Pessoalmente, lamento muito isso, porque eu, como a maioria das pessoas, preferiria viver em uma democracia. Mas dividir o progresso do desenvolvimento em democracias bem-sucedidas aqui e autocracias fracassadas ali não é suficiente. Especialmente em algumas democracias bem estabelecidas, houve grandes retrocessos, polarizações e também uma crescente desigualdade social nos últimos anos. Por outro lado, houve um impressionante progresso de desenvolvimento em sistemas menos “livres”.
A pintura em preto e branco não ajuda necessariamente. Como Nações Unidas, estamos sempre comprometidos com a proteção dos direitos humanos e, no entanto, muitas vezes temos que trabalhar em locais onde a realidade não está em conformidade com as normas e convenções da ONU. Apesar de todas as contradições, a ONU tem se comprometido com os valores fundamentais da Carta das Nações Unidas e com o cumprimento da lei internacional há mais de 75 anos, seja em relação aos refugiados, ao meio ambiente, às crianças e aos jovens ou ao desarmamento.
Vamos passar para os Objetivos de Desenvolvimento Sustentável. O balanço na metade do caminho da Agenda 2030 é preocupante. Os objetivos perderam seu significado em vista da situação do mundo real?
Não. E pensar assim, a propósito, é um grande erro. Porque os 17 objetivos que adotamos na Assembleia Geral em 2015 refletem os principais riscos de nosso tempo. E eles permaneceriam, mesmo se abandonássemos os Objetivos de Desenvolvimento Sustentável (ODS). Eles são uma boa estrutura para todos os países do mundo. Estou convencido de que sua lógica continuará no futuro.

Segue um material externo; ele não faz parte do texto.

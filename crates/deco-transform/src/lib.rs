//! # Deco Transform
//!
//! Compile-time half of the decorator lowering: recognizes decorator
//! annotations on class members, whole classes, and object-literal
//! properties, and rewrites the declaration into an equivalent one plus a
//! call against the runtime protocol (see `deco-protocol`).
//!
//! The pass is driven by the host traversal through the
//! [`deco_ast::visit::Pass`] callbacks, one declaration at a time, and
//! requires the host parser's decorator syntax extension. Declarations
//! without decorators are left untouched.

use deco_ast::visit::{Pass, SyntaxExtension};
use deco_ast::{ClassDecl, ClassExpr, Expr, FunctionDecl, Node, ObjectProperty, Stmt};

mod class;
mod coalesce;
pub mod diagnostics;
mod error;
mod object;
mod synth;

pub use class::transform_class_declaration;
pub use error::{TransformError, TransformErrorKind};
pub use object::transform_object_expression;

/// A class has decorators when the declaration itself or any direct member
/// is annotated.
pub fn class_has_decorators(class: &ClassDecl) -> bool {
    !class.decorators.is_empty()
        || class
            .members
            .iter()
            .any(|member| !member.value.decorators().is_empty())
}

fn class_expression_has_decorators(class: &ClassExpr) -> bool {
    !class.decorators.is_empty()
        || class
            .members
            .iter()
            .any(|member| !member.value.decorators().is_empty())
}

/// An object literal has decorators when any direct property is annotated.
pub fn object_has_decorators(properties: &[ObjectProperty]) -> bool {
    properties
        .iter()
        .any(|property| !property.decorators().is_empty())
}

/// The decorator lowering pass.
pub struct DecoratorLowering;

impl Pass for DecoratorLowering {
    type Error = TransformError;

    fn required_syntax(&self) -> &'static [SyntaxExtension] {
        &[SyntaxExtension::Decorators]
    }

    fn class_declaration(
        &mut self,
        class: &mut Node<ClassDecl>,
    ) -> Result<Vec<Node<Stmt>>, TransformError> {
        transform_class_declaration(class)
    }

    fn class_expression(&mut self, class: &mut Node<ClassExpr>) -> Result<(), TransformError> {
        if class_expression_has_decorators(&class.value) {
            return Err(TransformError::new(
                TransformErrorKind::NotImplemented("decorated class expressions"),
                class.span,
            ));
        }
        Ok(())
    }

    fn object_expression(&mut self, object: &mut Node<Expr>) -> Result<(), TransformError> {
        transform_object_expression(object).map(|_| ())
    }

    fn function_declaration(
        &mut self,
        function: &mut Node<FunctionDecl>,
    ) -> Result<(), TransformError> {
        if let Some(decorator) = function.value.decorators.first() {
            return Err(TransformError::new(
                TransformErrorKind::NotImplemented("decorated function declarations"),
                decorator.span,
            ));
        }
        Ok(())
    }
}

#[cfg(test)]
mod tests {
    use super::*;
    use deco_ast::{BlockStmt, Ident, PropertyName, Span};

    fn dummy_span() -> Span {
        Span::new(0, 0, 0)
    }

    fn plain_method(name: &str) -> Node<deco_ast::ClassMember> {
        Node::new(
            deco_ast::ClassMember::Method {
                key: PropertyName::Ident(Node::new(Ident::new(name), dummy_span())),
                params: vec![],
                body: Node::new(BlockStmt { stmts: vec![] }, dummy_span()),
                is_static: false,
                is_async: false,
                is_generator: false,
                decorators: vec![],
            },
            dummy_span(),
        )
    }

    fn plain_class(name: &str) -> Node<ClassDecl> {
        Node::new(
            ClassDecl {
                name: Node::new(Ident::new(name), dummy_span()),
                extends: None,
                members: vec![plain_method("run")],
                decorators: vec![],
            },
            dummy_span(),
        )
    }

    #[test]
    fn test_undecorated_class_is_untouched() {
        let mut class = plain_class("X");
        let original = class.clone();
        let inserted = DecoratorLowering.class_declaration(&mut class).unwrap();
        assert!(inserted.is_empty());
        assert_eq!(class, original);
    }

    #[test]
    fn test_detection_sees_member_decorators() {
        let mut class = plain_class("X");
        if let deco_ast::ClassMember::Method { decorators, .. } =
            &mut class.value.members[0].value
        {
            decorators.push(Node::new(Expr::Ident(Ident::new("d")), dummy_span()));
        }
        assert!(class_has_decorators(&class.value));
    }

    #[test]
    fn test_required_syntax() {
        assert_eq!(
            DecoratorLowering.required_syntax(),
            &[SyntaxExtension::Decorators]
        );
    }

    #[test]
    fn test_decorated_class_expression_is_rejected() {
        let mut class = Node::new(
            ClassExpr {
                name: None,
                extends: None,
                members: vec![],
                decorators: vec![Node::new(Expr::Ident(Ident::new("d")), dummy_span())],
            },
            dummy_span(),
        );
        let err = DecoratorLowering.class_expression(&mut class).unwrap_err();
        assert_eq!(
            err.kind,
            TransformErrorKind::NotImplemented("decorated class expressions")
        );
    }

    #[test]
    fn test_decorated_function_declaration_is_rejected() {
        let mut function = Node::new(
            FunctionDecl {
                name: Node::new(Ident::new("f"), dummy_span()),
                params: vec![],
                body: Node::new(BlockStmt { stmts: vec![] }, dummy_span()),
                is_async: false,
                is_generator: false,
                decorators: vec![Node::new(Expr::Ident(Ident::new("d")), dummy_span())],
            },
            dummy_span(),
        );
        let err = DecoratorLowering
            .function_declaration(&mut function)
            .unwrap_err();
        assert_eq!(
            err.kind,
            TransformErrorKind::NotImplemented("decorated function declarations")
        );
    }

    #[test]
    fn test_undecorated_object_is_untouched() {
        let mut object = deco_ast::build::object(
            vec![deco_ast::build::property(
                "a",
                deco_ast::build::number(1.0, dummy_span()),
                dummy_span(),
            )],
            dummy_span(),
        );
        let original = object.clone();
        DecoratorLowering.object_expression(&mut object).unwrap();
        assert_eq!(object, original);
    }
}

Por que apenas 15 por cento dos objetivos e sub-objetivos estão dentro da meta até o momento?
As várias guerras e a pandemia de coronavírus nos atrasaram.
Os ODS não estavam no plano nem mesmo antes do coronavírus.

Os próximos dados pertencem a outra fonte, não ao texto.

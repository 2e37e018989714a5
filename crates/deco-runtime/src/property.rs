//! Property descriptors and the cleaning step.

use deco_protocol::defaults;

use crate::value::{FunctionRef, Value};

/// A property descriptor as decorators see it: the recognized fields of the
/// protocol and nothing else. Data and accessor forms share the struct; the
/// cleaning step resolves which form a descriptor is in.
#[derive(Debug, Clone)]
pub struct PropertyDescriptor {
    pub value: Option<Value>,
    pub writable: bool,
    pub enumerable: bool,
    pub configurable: bool,
    pub get: Option<FunctionRef>,
    pub set: Option<FunctionRef>,
}

impl PropertyDescriptor {
    /// Data descriptor with class-member defaults. Object-literal synthesis
    /// flips enumerability with [`with_enumerable`](Self::with_enumerable).
    pub fn data(value: Value) -> Self {
        Self {
            value: Some(value),
            writable: defaults::WRITABLE,
            enumerable: defaults::CLASS_MEMBER_ENUMERABLE,
            configurable: defaults::CONFIGURABLE,
            get: None,
            set: None,
        }
    }

    /// Accessor descriptor with class-member defaults.
    pub fn accessor(get: Option<FunctionRef>, set: Option<FunctionRef>) -> Self {
        Self {
            value: None,
            writable: false,
            enumerable: defaults::CLASS_MEMBER_ENUMERABLE,
            configurable: defaults::CONFIGURABLE,
            get,
            set,
        }
    }

    pub fn with_enumerable(mut self, enumerable: bool) -> Self {
        self.enumerable = enumerable;
        self
    }

    /// An accessor descriptor is one with no value and at least one half.
    pub fn is_accessor(&self) -> bool {
        self.value.is_none() && (self.get.is_some() || self.set.is_some())
    }

    /// The cleaning step of the protocol: a present value wins and drops the
    /// accessor halves; otherwise the accessor halves survive and `writable`
    /// is meaningless. `None` means the descriptor describes nothing.
    ///
    /// Cleaning is idempotent: a cleaned descriptor cleans to itself.
    pub fn normalized(&self) -> Option<PropertyDescriptor> {
        if self.value.is_some() {
            return Some(PropertyDescriptor {
                value: self.value.clone(),
                writable: self.writable,
                enumerable: self.enumerable,
                configurable: self.configurable,
                get: None,
                set: None,
            });
        }
        if self.get.is_some() || self.set.is_some() {
            return Some(PropertyDescriptor {
                value: None,
                writable: false,
                enumerable: self.enumerable,
                configurable: self.configurable,
                get: self.get.clone(),
                set: self.set.clone(),
            });
        }
        None
    }
}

Verdade. Porque muitas coisas simplesmente foram adiadas e esperadas por muito tempo. Veja o caso da proteção climática. Há cerca de três décadas, é de conhecimento público e claro que se trata de uma ameaça que deve ser levada a sério. No entanto, os combustíveis fósseis ainda são altamente subsidiados e atingiram um novo recorde em 2022, obviamente, também por causa da guerra na Ucrânia.

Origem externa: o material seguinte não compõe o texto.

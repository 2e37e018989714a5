//! Element-descriptor literal synthesis.
//!
//! Turns a resolved element into the object-literal expression the runtime
//! call carries. Field names, kind tags, and defaults come from
//! `deco-protocol`; the applier reads the same constants.

use deco_ast::{build, Expr, Node, PropertyName, Span};
use deco_protocol::{defaults, fields, kinds};

use crate::coalesce::{ElementPayload, MemberFn, PendingElement};

pub(crate) fn element_expr(
    element: PendingElement,
    include_static: bool,
    enumerable: bool,
) -> Node<Expr> {
    let span = element.span;
    let mut properties = vec![build::property(
        fields::KIND,
        build::string(kinds::PROPERTY, span),
        span,
    )];
    if include_static {
        properties.push(build::property(
            fields::IS_STATIC,
            build::boolean(element.is_static, span),
            span,
        ));
    }
    properties.push(build::property(
        fields::KEY,
        key_expr(element.key, span),
        span,
    ));
    properties.push(build::property(
        fields::DECORATORS,
        decorators_array(element.decorators, span),
        span,
    ));
    properties.push(build::property(
        fields::DESCRIPTOR,
        descriptor_expr(element.payload, enumerable, span),
        span,
    ));
    build::object(properties, span)
}

/// Named keys become string/number literals; computed keys keep their
/// original expression.
fn key_expr(key: PropertyName, span: Span) -> Node<Expr> {
    match key {
        PropertyName::Ident(id) => build::string(id.value.name, id.span),
        PropertyName::String(s) => build::string(s, span),
        PropertyName::Number(n) => build::number(n, span),
        PropertyName::Computed(expr) => *expr,
    }
}

/// Decorator expressions print in reverse declaration order, so the
/// applier's front-to-back fold runs closest-to-the-member first.
fn decorators_array(mut decorators: Vec<Node<Expr>>, span: Span) -> Node<Expr> {
    decorators.reverse();
    build::array(decorators, span)
}

fn descriptor_expr(payload: ElementPayload, enumerable: bool, span: Span) -> Node<Expr> {
    let mut properties = vec![
        build::property(fields::WRITABLE, build::boolean(defaults::WRITABLE, span), span),
        build::property(fields::ENUMERABLE, build::boolean(enumerable, span), span),
        build::property(
            fields::CONFIGURABLE,
            build::boolean(defaults::CONFIGURABLE, span),
            span,
        ),
    ];
    match payload {
        ElementPayload::Value(value) => {
            properties.push(build::property(fields::VALUE, value, span));
        }
        ElementPayload::Method(func) => {
            properties.push(build::property(fields::VALUE, fn_expr(func, span), span));
        }
        ElementPayload::Accessor { get, set } => {
            if let Some(func) = get {
                properties.push(build::property(fields::GET, fn_expr(func, span), span));
            }
            if let Some(func) = set {
                properties.push(build::property(fields::SET, fn_expr(func, span), span));
            }
        }
    }
    build::object(properties, span)
}

fn fn_expr(func: MemberFn, span: Span) -> Node<Expr> {
    build::function(
        func.name,
        func.params,
        func.body,
        func.is_async,
        func.is_generator,
        span,
    )
}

Há algum campo em que você vê progresso no momento?
Sim, e diferentes. Gostaria de dar um exemplo: Novamente, devido à pandemia e à guerra na Ucrânia, estamos vendo investimentos exponencialmente crescentes em energias renováveis que, provavelmente, não teriam surgido na velocidade que surgiram de outra forma. Enquanto isso, há vários países do Sul Global com desempenho impressionante: O Uruguai cobre 95 por cento de seu fornecimento de eletricidade com fontes renováveis, o Quênia 92 por cento e o Brasil 70 por cento. Ou seja, essas mudanças, as transições estão ocorrendo agora. Mas a hesitação no início foi muito grande.
A Alemanha comemora sua adesão à ONU há 50 anos, em 2023. Como você descreveria o papel da República Federal na ONU?
A Alemanha é um parceiro reconhecido e confiável nas Nações Unidas, mesmo em tempos de crise. Por exemplo, o governo alemão aumentou significativamente suas contribuições para a cooperação internacional para o desenvolvimento nos últimos anos e ocupa o segundo lugar no ranking do PNUD. Tudo isso é visto e honrado.
Há alguns anos, temos ouvido repetidos apelos para que a Alemanha assuma mais responsabilidade no mundo. Você compartilha dessa opinião?
Em minha opinião, muitos países ricos industrializados teriam que ampliar seus horizontes mais uma vez. No momento, eles subestimam o quanto o futuro da Europa, por exemplo, depende do que acontece no resto do mundo. Isso também significa que é preciso investir mais em assuntos internacionais. Atualmente, os doadores como um todo gastam 0,36 por cento do produto interno bruto em cooperação internacional. A demanda tem sido de 0,7 por cento há décadas. A Alemanha atingiu a margem recentemente, mas não por muitos anos. Muitos outros países ainda não as cumprem. É ingenuidade acreditar que podemos resolver os problemas do mundo com o compromisso que assumimos até agora e com o financiamento nesse nível.